Por: Liliana Padilla

 

La esclavitud se ha manifestado de diferentes formas a lo largo de la historia. Contrario a la creencia común, no es una reliquia del pasado, sino una realidad que persiste tanto en sus formas tradicionales como en nuevas modalidades.

La esclavitud moderna abarca prácticas como el trabajo forzoso y el infantil, la servidumbre doméstica o por deudas, el matrimonio forzado, la trata de personas con fines de explotación laboral o sexual, y el reclutamiento forzoso de niños en conflictos armados. Con ella, se hace referencia a situaciones en las que una persona se encuentra privada de su libertad mediante amenazas, violencia, coerción, engaño o abuso de poder.
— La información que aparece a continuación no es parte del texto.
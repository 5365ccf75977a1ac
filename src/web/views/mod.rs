//! Server-rendered HTML.
//!
//! Views are leptos components rendered to a string once per response. Text and
//! attribute values are escaped by the renderer.

pub mod forms;
pub mod shell;

use crate::config::AppMeta;
use crate::forms::{Notification, NotificationKind};
use leptos::prelude::*;

/// A complete document: head metadata, the page notification and `body`.
pub struct Page<'a> {
    pub title: &'a str,
    pub app: &'a AppMeta,
    pub notification: Option<&'a Notification>,
    pub body: AnyView,
}

#[must_use]
pub fn render(page: Page<'_>) -> String {
    let Page {
        title,
        app,
        notification,
        body,
    } = page;
    let html = view! {
        <Document title={title.to_string()} app={app.clone()} notification={notification.cloned()}>
            {body}
        </Document>
    }
    .to_html();
    format!("<!DOCTYPE html>{html}")
}

#[component]
fn Document(
    title: String,
    app: AppMeta,
    notification: Option<Notification>,
    children: Children,
) -> impl IntoView {
    let heading = format!("{title} | {}", app.name);
    let description = app
        .description
        .map(|description| view! { <meta name="description" content=description/> });

    view! {
        <html lang="en">
            <head>
                <meta charset="utf-8"/>
                <meta name="viewport" content="width=device-width, initial-scale=1"/>
                <title>{heading}</title>
                {description}
            </head>
            <body>
                {notification.map(|notification| view! { <Toast notification=notification/> })}
                {children()}
            </body>
        </html>
    }
}

/// Success or error banner.
#[component]
pub fn Toast(notification: Notification) -> impl IntoView {
    let (class, role) = match notification.kind {
        NotificationKind::Success => ("toast toast-success", "status"),
        NotificationKind::Error => ("toast toast-error", "alert"),
    };

    view! { <div class=class role=role>{notification.message}</div> }
}

/// A centered card, used by the authentication pages.
#[component]
pub fn Card(title: &'static str, description: &'static str, children: Children) -> impl IntoView {
    view! {
        <main class="auth">
            <section class="card">
                <header>
                    <h1>{title}</h1>
                    <p>{description}</p>
                </header>
                {children()}
            </section>
        </main>
    }
}
use super::{run, FormKey, FormKind, InFlight, Outcome, Submission};
use crate::backend::Backend;
use crate::schema::ForgotPasswordInput;
use url::Url;

pub const RESET_EMAIL_SENT_MESSAGE: &str = "Password reset email sent. Check your inbox.";
pub const RESET_PATH: &str = "/reset-password";

/// The address of the reset page placed in recovery emails.
///
/// `origin` is the request origin, used when no public site URL is configured.
/// The site URL is a root URL, configuration rejects one with a path.
#[must_use]
pub fn reset_link(site_url: Option<&Url>, origin: &str) -> String {
    match site_url.and_then(|site| site.join(RESET_PATH).ok()) {
        Some(url) => url.to_string(),
        None => format!("{}{RESET_PATH}", origin.trim_end_matches('/')),
    }
}

/// Ask the backend to email a password recovery link pointing at `redirect_to`.
pub async fn submit(
    backend: &dyn Backend,
    in_flight: &InFlight,
    form_id: &str,
    input: &ForgotPasswordInput,
    redirect_to: &str,
) -> Submission {
    let key = FormKey::new(FormKind::ForgotPassword, form_id);
    run(in_flight, key, input.validate(), |email| async move {
        match backend.request_password_reset(&email, redirect_to).await {
            Ok(()) => Outcome::success(RESET_EMAIL_SENT_MESSAGE),
            Err(err) => Outcome::failure(err.to_string()),
        }
    })
    .await
}

#[cfg(test)]
#[allow(clippy::unwrap_used)]
mod tests {
    use super::*;
    use crate::backend::mock::{Call, MockBackend};
    use crate::backend::BackendError;

    #[test]
    fn reset_link_prefers_site_url() {
        let site = Url::parse("https://portal.dev").unwrap();
        assert_eq!(
            reset_link(Some(&site), "http://localhost:8080"),
            "https://portal.dev/reset-password"
        );
        assert_eq!(
            reset_link(None, "http://localhost:8080/"),
            "http://localhost:8080/reset-password"
        );
    }

    #[tokio::test]
    async fn success_stays_on_page() {
        let backend = MockBackend::default();
        let input = ForgotPasswordInput {
            email: "ada@example.com".to_string(),
        };
        let submission = submit(
            &backend,
            &InFlight::default(),
            "f",
            &input,
            "https://portal.dev/reset-password",
        )
        .await;
        assert_eq!(
            submission,
            Submission::Completed(Outcome::success(RESET_EMAIL_SENT_MESSAGE))
        );
        assert_eq!(
            backend.calls(),
            vec![Call::RequestPasswordReset {
                email: "ada@example.com".to_string(),
                redirect_to: "https://portal.dev/reset-password".to_string(),
            }]
        );
    }

    #[tokio::test]
    async fn rate_limit_message_is_surfaced() {
        let backend = MockBackend {
            password_reset: Err(BackendError::Api {
                status: 429,
                message: "For security purposes, you can only request this once every 60 seconds"
                    .to_string(),
            }),
            ..MockBackend::default()
        };
        let input = ForgotPasswordInput {
            email: "ada@example.com".to_string(),
        };
        let submission = submit(&backend, &InFlight::default(), "f", &input, "/reset").await;
        let Submission::Completed(outcome) = submission else {
            panic!("expected a completed submission");
        };
        assert!(outcome.notification.is_error());
        assert!(outcome.notification.message.starts_with("For security purposes"));
    }
}
//! Client factories and the per-request session client.

use super::{
    cookies::{CookieJar, CookieMode, SetCookie},
    Backend, BackendError, OtpType, ProfileRow, ProfileUpsert, SupabaseClient, Upload,
    UserAttributes,
};
use crate::{
    config::Config,
    session::{self, AuthUser, Session},
};
use axum::http::{HeaderMap, HeaderValue};
use std::sync::Arc;
use tracing::{debug, warn};
use uuid::Uuid;

/// Session cookies outlive the access token; the refresh token keeps them useful.
const SESSION_COOKIE_MAX_AGE: i64 = 400 * 24 * 60 * 60;

/// The stateless client shared by every request.
///
/// # Errors
/// Returns an error if the HTTP client cannot be built.
pub fn browser(config: &Config) -> Result<Arc<dyn Backend>, BackendError> {
    Ok(Arc::new(SupabaseClient::new(config)?))
}

/// A client bound to the cookies of one request.
#[must_use]
pub fn server(
    backend: Arc<dyn Backend>,
    config: &Config,
    headers: &HeaderMap,
    mode: CookieMode,
) -> SessionClient {
    SessionClient::new(
        backend,
        CookieJar::from_headers(headers, mode),
        session::storage_key(config.supabase_url()),
        config.secure_cookies(),
    )
}

/// Backend access on behalf of the user whose session cookie came with the request.
///
/// Session writes go through the [`CookieJar`]; when the jar is read-only the write
/// is dropped and the session only lives for the rest of the request.
pub struct SessionClient {
    backend: Arc<dyn Backend>,
    jar: CookieJar,
    storage_key: String,
    secure: bool,
    session: Option<Session>,
}

impl SessionClient {
    #[must_use]
    pub fn new(backend: Arc<dyn Backend>, jar: CookieJar, storage_key: String, secure: bool) -> Self {
        let session = session::combine(&storage_key, jar.get_all())
            .as_deref()
            .and_then(session::decode);
        Self {
            backend,
            jar,
            storage_key,
            secure,
            session,
        }
    }

    /// The session read from the request cookies, without checking its expiry.
    #[must_use]
    pub fn session(&self) -> Option<&Session> {
        self.session.as_ref()
    }

    #[must_use]
    pub fn jar(&self) -> &CookieJar {
        &self.jar
    }

    /// `Set-Cookie` values queued by session writes.
    #[must_use]
    pub fn set_cookie_headers(&self) -> Vec<HeaderValue> {
        self.jar.set_cookie_headers()
    }

    /// The current session, refreshed first when its access token is about to expire.
    ///
    /// # Errors
    /// Returns [`BackendError::SessionMissing`] without a session, or the refresh
    /// error; a failed refresh also clears the stored session.
    pub async fn active_session(&mut self) -> Result<Session, BackendError> {
        let session = self.session.clone().ok_or(BackendError::SessionMissing)?;
        if !session.is_expiring(chrono::Utc::now().timestamp()) {
            return Ok(session);
        }

        debug!(user_id = %session.user.id, "refreshing session");
        match self.backend.refresh_session(&session.refresh_token).await {
            Ok(refreshed) => {
                self.set_session(refreshed.clone());
                Ok(refreshed)
            }
            Err(err) => {
                warn!(user_id = %session.user.id, "session refresh failed: {err}");
                self.clear_session();
                Err(err)
            }
        }
    }

    /// Refresh the session if needed so the response carries fresh cookies.
    /// Returns whether a session is present afterwards.
    pub async fn refresh_if_needed(&mut self) -> bool {
        if self.session.is_none() {
            return false;
        }
        self.active_session().await.is_ok()
    }

    /// Persist `session` into the session cookie, replacing any previous one.
    pub fn set_session(&mut self, session: Session) {
        let value = match session::encode(&session) {
            Ok(value) => value,
            Err(err) => {
                warn!("failed to encode session: {err}");
                return;
            }
        };

        let chunks = session::chunk(&self.storage_key, &value);
        let mut cookies: Vec<SetCookie> = self
            .stale_session_cookies()
            .into_iter()
            .filter(|name| !chunks.iter().any(|(chunk, _)| chunk == name))
            .map(|name| SetCookie::removal(name).secure(self.secure))
            .collect();
        cookies.extend(chunks.into_iter().map(|(name, value)| {
            SetCookie::new(name, value)
                .max_age(SESSION_COOKIE_MAX_AGE)
                .secure(self.secure)
        }));

        self.write(cookies);
        self.session = Some(session);
    }

    /// Remove the session cookie and all of its chunks.
    pub fn clear_session(&mut self) {
        let cookies = self
            .stale_session_cookies()
            .into_iter()
            .map(|name| SetCookie::removal(name).secure(self.secure))
            .collect();
        self.write(cookies);
        self.session = None;
    }

    fn stale_session_cookies(&self) -> Vec<String> {
        self.jar
            .get_all()
            .iter()
            .filter(|(name, _)| session::is_session_cookie(&self.storage_key, name))
            .map(|(name, _)| name.clone())
            .collect()
    }

    fn write(&mut self, cookies: Vec<SetCookie>) {
        if cookies.is_empty() {
            return;
        }
        if let Err(err) = self.jar.set_all(cookies) {
            debug!("session cookies not written: {err}");
        }
    }

    /// Sign in without persisting the session; the caller decides whether to keep it.
    ///
    /// # Errors
    /// Returns the backend error when the credentials are rejected.
    pub async fn sign_in(
        &self,
        credentials: &super::Credentials,
    ) -> Result<Session, BackendError> {
        self.backend.sign_in(credentials).await
    }

    /// End the session on the backend and drop the local cookies.
    ///
    /// # Errors
    /// Returns the backend error; the local session is kept in that case.
    pub async fn sign_out(&mut self) -> Result<(), BackendError> {
        if let Some(session) = self.session.clone() {
            self.backend.sign_out(&session).await?;
        }
        self.clear_session();
        Ok(())
    }

    /// Redeem an email link token and persist the resulting session.
    ///
    /// # Errors
    /// Returns the backend error when the token is invalid or expired.
    pub async fn verify_otp(&mut self, token_hash: &str, kind: OtpType) -> Result<(), BackendError> {
        let session = self.backend.verify_otp(token_hash, kind).await?;
        self.set_session(session);
        Ok(())
    }

    /// # Errors
    /// Returns an error without a valid session or when the backend call fails.
    pub async fn get_user(&mut self) -> Result<AuthUser, BackendError> {
        let session = self.active_session().await?;
        self.backend.get_user(&session).await
    }

    /// # Errors
    /// Returns an error without a valid session or when the backend call fails.
    pub async fn update_user(
        &mut self,
        attributes: &UserAttributes,
    ) -> Result<AuthUser, BackendError> {
        let session = self.active_session().await?;
        let user = self.backend.update_user(&session, attributes).await?;
        let mut updated = session;
        updated.user = user.clone();
        self.set_session(updated);
        Ok(user)
    }

    /// # Errors
    /// Returns an error without a valid session or when the backend call fails.
    pub async fn read_profile(&mut self, id: Uuid) -> Result<ProfileRow, BackendError> {
        let session = self.active_session().await?;
        self.backend.read_profile(&session, id).await
    }

    /// # Errors
    /// Returns an error without a valid session or when the backend call fails.
    pub async fn upsert_profile(&mut self, row: &ProfileUpsert) -> Result<(), BackendError> {
        let session = self.active_session().await?;
        self.backend.upsert_profile(&session, row).await
    }

    /// # Errors
    /// Returns an error without a valid session or when the backend call fails.
    pub async fn upload_file(
        &mut self,
        bucket: &str,
        path: &str,
        upload: &Upload,
    ) -> Result<String, BackendError> {
        let session = self.active_session().await?;
        self.backend.upload_file(&session, bucket, path, upload).await
    }
}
De acuerdo con la Organización Internacional del Trabajo (OIT) más de 40 millones de personas en el mundo son víctimas de la esclavitud moderna. Alrededor de 25 millones de ellas realizan trabajos forzados (16 millones en los sectores doméstico, de la construcción o de la agricultura; 5 millones son víctimas de la explotación sexual forzada; y poco más de 4 millones realizan trabajo forzoso impuesto por el Estado). 15 millones de ellas se encuentran en matrimonios forzados (más de una tercera parte de las víctimas eran niñas al momento del matrimonio). 1 de cada 4 víctimas son niñas y niños; mientras que mujeres y niñas representan 71% de las víctimas.

Además, alrededor de 88 millones de niños y 64 millones niñas (152 millones en total) están sujetos a trabajo infantil. El mayor número de niños víctimas del trabajo infantil se encuentra en África, seguido por Asia y el Pacífico, las Américas, Europa y Asia Central y los Estados Árabes.
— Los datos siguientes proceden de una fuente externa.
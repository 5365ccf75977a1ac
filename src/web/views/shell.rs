use super::{render, Page};
use crate::config::AppMeta;
use crate::forms::Notification;
use crate::user::{CurrentUser, User};
use leptos::prelude::*;

const NAVIGATION: &[(&str, &str)] = &[("/", "Dashboard"), ("/settings/profile", "Settings")];

const SETTINGS_NAVIGATION: &[(&str, &str)] = &[
    ("/settings/profile", "Profile"),
    ("/settings/account", "Account"),
    ("/settings/appearance", "Appearance"),
    ("/settings/notifications", "Notifications"),
    ("/settings/display", "Display"),
];

/// The dashboard frame around a page: sidebar, navigation and the user card.
pub struct Shell<'a> {
    pub app: &'a AppMeta,
    pub current: &'a CurrentUser,
    pub sidebar_open: bool,
    pub path: &'a str,
}

impl Shell<'_> {
    /// Render `content` inside the shell. The notification of the user load, if
    /// any, is shown when the page has none of its own.
    #[must_use]
    pub fn render(&self, title: &str, notification: Option<&Notification>, content: AnyView) -> String {
        let notification = notification.or(self.current.notification.as_ref());
        let state = if self.sidebar_open { "expanded" } else { "collapsed" };
        let app_name = self.app.name.clone();
        let path = self.path.to_string();
        let user = self.current.user.clone();
        let loading = self.current.loading;

        let body = view! {
            <div class="layout" data-sidebar=state>
                <aside class="sidebar">
                    <header><a href="/">{app_name}</a></header>
                    <nav>
                        <NavLinks items=NAVIGATION path=path exact=false/>
                    </nav>
                    <footer>
                        <UserCard user=user loading=loading/>
                    </footer>
                </aside>
                <main>
                    <form method="post" action="/sidebar">
                        <button type="submit" class="sidebar-trigger" aria-label="Toggle sidebar">
                            "\u{2630}"
                        </button>
                    </form>
                    {content}
                </main>
            </div>
        }
        .into_any();

        render(Page {
            title,
            app: self.app,
            notification,
            body,
        })
    }
}

#[component]
fn NavLinks(items: &'static [(&'static str, &'static str)], path: String, exact: bool) -> impl IntoView {
    items
        .iter()
        .map(|&(href, label)| {
            let active = if exact {
                path == href
            } else if href == "/" {
                path == "/"
            } else {
                path.starts_with(href.trim_end_matches("/profile"))
            };
            let current = active.then_some("page");
            view! { <a href=href aria-current=current>{label}</a> }
        })
        .collect_view()
}

#[component]
fn Avatar(user: User) -> impl IntoView {
    match user.avatar.clone() {
        Some(src) => {
            let alt = user.name.clone().unwrap_or_default();
            view! { <img class="avatar" src=src alt=alt/> }.into_any()
        }
        None => {
            let initials = user.initials();
            view! { <span class="avatar">{initials}</span> }.into_any()
        }
    }
}

#[component]
fn LogoutForm() -> impl IntoView {
    view! {
        <form method="post" action="/logout">
            <button type="submit">"Log out"</button>
        </form>
    }
}

/// Avatar, name and email of the signed-in user. A placeholder while loading.
#[component]
fn UserCard(user: Option<User>, loading: bool) -> impl IntoView {
    match user {
        Some(user) => {
            let name = user.name.clone().unwrap_or_default();
            let email = user.email.clone().unwrap_or_default();
            view! {
                <div class="user-card">
                    <Avatar user=user/>
                    <div>
                        <div class="user-name">{name}</div>
                        <div class="user-email">{email}</div>
                    </div>
                </div>
                <LogoutForm/>
            }
            .into_any()
        }
        None if loading => view! { <div class="user-card loading"></div> }.into_any(),
        None => view! { <LogoutForm/> }.into_any(),
    }
}

/// The settings area: heading, section navigation and the section content.
#[must_use]
pub fn settings(
    path: &str,
    title: &'static str,
    description: &'static str,
    content: AnyView,
) -> AnyView {
    view! {
        <section class="settings">
            <header>
                <h2>"Settings"</h2>
                <p>"Manage your account settings and set e-mail preferences."</p>
            </header>
            <nav class="settings-nav">
                <NavLinks items=SETTINGS_NAVIGATION path=path.to_string() exact=true/>
            </nav>
            <div class="settings-content">
                <h3>{title}</h3>
                <p>{description}</p>
                <hr/>
                {content}
            </div>
        </section>
    }
    .into_any()
}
António Guterres, Secretario General de Naciones Unidas, aseguró que los grupos pobres y marginados como las minorías raciales y étnicas, los pueblos indígenas, los migrantes y las mujeres se ven afectados de manera desproporcionada por las formas contemporáneas de esclavitud.

En su mensaje, el Secretario General recordó la Declaración y el Programa de Acción de Durban, un documento integral y orientado a la acción que “define la esclavitud y las prácticas análogas a la esclavitud como violaciones flagrantes de los derechos humanos… no podemos aceptar esas violaciones en el siglo XXI”.

Por su parte, el Papa Francisco, una voz constante para la erradicación de las formas modernas de esclavitud, declaró que: “Hoy, como en el pasado, la esclavitud tiene sus raíces en una noción de la persona humana que permite tratar a las personas como un objeto, pisotea su dignidad. La esclavitud nos hace ‘indignos’ porque pisotea la dignidad de todos”.

Los Objetivos de Desarrollo Sostenible no podrán ser alcanzados si no se intensifican drásticamente los esfuerzos para eliminar la esclavitud. En este sentido, el Día Internacional para la Abolición de la Esclavitud, que se conmemora cada 2 de diciembre, representa una oportunidad para concientizar a la población mundial sobre la persistencia de esta práctica abominable.

 

Fuente: Naciones Unidas y Vatican News.